Abstract Background We compared kidney and cardiorenal protection in patients without type 2 diabetes across urine albumin-creatinine ratio (UACR) levels after initiation on dapagliflozin for the treatment of chronic kidney disease (CKD). Methods OPTIMISE-CKD is an observational study describing dapagliflozin treatment for CKD. Adult patients with CKD without type 2 diabetes were included in the primary analysis. Baseline UACR was grouped as normal/mildly elevated (0–29 mg/g), low (30–200 mg/g) and high (>200 mg/g). Outcomes were estimated glomerular filtration rate (eGFR) trajectories/slopes, cardiorenal complications and all-cause mortality. Results In total, 1480 patients had low (n = 796) and high (n = 684) UACR. The two groups were similar at baseline, aged 75 and 74 years, and 42% and 39% female, respectively. After dapagliflozin initiation, an acute eGFR dip of 3 mL/min/1.73 m2 was observed, followed by a flat development in both groups.

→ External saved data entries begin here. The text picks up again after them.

//! TypeScript Generation Tests
//!
//! Validates that view models can be exported to TypeScript when the tauri
//! feature is enabled.

#[cfg(feature = "tauri")]
#[test]
fn test_view_types_implement_specta_type() {
    use specta::Type;

    // If this compiles, every type a front end receives is exportable.
    fn assert_type<T: Type>() {}

    assert_type::<pitboard::Leaderboard>();
    assert_type::<pitboard::view::LeaderboardRow>();
    assert_type::<pitboard::view::SessionSummary>();
    assert_type::<pitboard::SessionView>();
    assert_type::<pitboard::ScheduleView>();
    assert_type::<pitboard::FeedState>();
    assert_type::<pitboard::GapSource>();
    assert_type::<pitboard::ParticipantStatus>();
    assert_type::<pitboard::SessionStatus>();
    assert_type::<pitboard::LapTime>();
    assert_type::<pitboard::UpdateRate>();
}

#[cfg(not(feature = "tauri"))]
#[test]
fn test_tauri_feature_disabled() {
    // Types still compile without specta::Type
    let _ = pitboard::UpdateRate::Native;
    let _ = pitboard::GapSource::default();
}
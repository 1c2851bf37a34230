//! Stream combinators for live views

mod throttle;

pub use throttle::{Throttle, ThrottleExt};
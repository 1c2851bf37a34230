//! # Timing Service Payloads
//!
//! Typed views of the JSON the timing service returns for its three
//! documents: the session query, the session subscription, and the
//! championship schedule query.
//!
//! ## Decoding Policy
//!
//! The service omits fields freely depending on the document and the state of
//! the session. Every struct is `#[serde(default)]`, optional values are
//! `Option`, and strings or lists that arrive as `null` decode as empty. A
//! partial payload therefore always decodes; display code substitutes
//! placeholders rather than failing. Unknown fields such as `__typename` are
//! ignored.

use serde::{Deserialize, Deserializer};

pub mod documents;
pub mod participant;
pub mod schedule;
pub mod session;

pub use participant::{
    Category, Country, Driver, Lap, Participant, ParticipantGap, SectorTime, Team, Tires,
};
pub use schedule::{Race, ScheduledSession};
pub use session::{LiveStatus, RaceRef, SectorFlag, Session, Temperature, TrackFlag, Weather};

/// Decode `null` as the type's default value.
pub(crate) fn nullable<'de, D, T>(deserializer: D) -> Result<T, D::Error>
where
    D: Deserializer<'de>,
    T: Default + Deserialize<'de>,
{
    Ok(Option::<T>::deserialize(deserializer)?.unwrap_or_default())
}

The eGFR slope (95% confidence interval [CI]) for patients with low UACR was 0.79 mL/min/1.73m2 per year (–0.59, 2.56), and similar to patients with high UACR (0.40 mL/min/1.73m2 per year [–0.46, 1.38]). Risks of cardiorenal complications and all-cause mortality were similar, with adjusted hazard ratios of 0.89 [95% CI 0.66, 1.19] and 1.10 [95% CI 0.63, 1.92], respectively. Analogous results were found in those with normal/mildly elevated UACR. Conclusions Dapagliflozin in patients without type 2 diabetes for the treatment of CKD demonstrated similar kidney protection, cardiorenal and all-cause mortality risk across UACR levels. This suggests that the efficacy of dapagliflozin found in clinical trials expands to real-world patients with CKD, regardless of albuminuria levels.